Main Article Content

Sheetal Mishra
Ankita Damahe
Divya Sahu
Chandrika Ahirwal
Lumeshwari
Preeti Maravi
Jhakeshwar Prasad

Keywords

Anti-inflammatory, Diclofenac sodium, Drug delivery System, HET-CAM assay, Nanomedicine, Nanoparticle, PLGA

Abstract

The development of a new drug active substance is not only time-consuming and expensive, but also a chain of operations that often fails. However, increasing the bioavailability, effectiveness, safety, or targeting the drugs used in clinic by various methods, such as nanoparticles (NPs), may be a more effective way of using them in clinic. In addition, nanoparticle formulations are becoming increasingly popular in modern medical treatments. Angiogenesis, formation of new capillaries from a pre-existing one, fundamentally occurs in physiological processes such as wound healing, embryogenesis and menstrual cycle, also has a vital role in pathology of cancer, psoriasis, diabetic retinopathy and chronic inflammation. The Hen‟s Egg Test on the Chorioallantoic Membrane (HET-CAM) assay is a useful, well established and animal alternative in vivo procedure for evaluation of anti-inflammatory potentials and anti-irritant properties of nano drug delivery systems. In this study, diclofenac sodium (DS) loaded PLGA NPs were prepared and characterized. The particle size (PS) of DS-loaded PLGA NPs was between 114.7 and 124.8 nm and all NPs were monodisperse with negative zeta potential values. The encapsulation efficiency was in range of 41.4-77.8%. In vitro dissolution studies of NPs showed up to 24 h of DS release after the first 3 h of burst effect.
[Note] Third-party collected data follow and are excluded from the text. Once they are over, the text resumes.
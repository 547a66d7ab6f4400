// DMR Contact Directory - Core Library
// Builds a radio-importable contact list by reconciling the global DMR
// registry with the Norwegian national licensee registry.

pub mod export;
pub mod format;
pub mod normalize;
pub mod reconcile;
pub mod regions;
pub mod registry;

#[cfg(feature = "fetch")]
pub mod fetch;

// Re-export the pipeline surface
pub use export::{contact_rows, export_contacts, write_contacts, ContactRow};
pub use format::{format_city, format_name, CITY_MAX_LEN, NAME_MAX_LEN};
pub use normalize::{format_callsign, normalize_text};
pub use reconcile::merge;
pub use regions::county_for_postal_code;
pub use registry::{
    load_primary, load_regional, parse_primary, parse_regional, CallsignMap, PrimaryRecord,
    RegionalRecord,
};

#[cfg(feature = "fetch")]
pub use fetch::{fetch_source, record_statistics, FetchStatus, SourceMeta};

/// Library version
pub const VERSION: &str = env!("CARGO_PKG_VERSION");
The 3 h burst effect and 24 h release kinetics studied with DDSolver were found to be predominantly driven not only by one mechanism, by a combined mechanism of Fickian and non-Fickian. Solid state structures of formulations were clarified by DSC and FT-IR analysis. PS, EE% and release rates were found to be affected by the amount of DS added to the formulations. Increasing the amount of DS added to the formulations increased PS, while the EE% decreased. The release rates were affected by PS and the formulation with the lowest PS value showed slower release. The anti-inflammatory activity of optimum formulation (NP-1) was examined using in vivo HET- CAM assay. The anti-inflammatory activity results indicated that NP-1 coded NP formulation showed significantly good anti-inflammatory potential at low dose. As a result, a low dose high anti-inflammatory effect was achieved with the NP structure of DS. To the best of our knowledge this is the first study on in vivo anti-inflammatory activities of DS loaded PLGA NPs.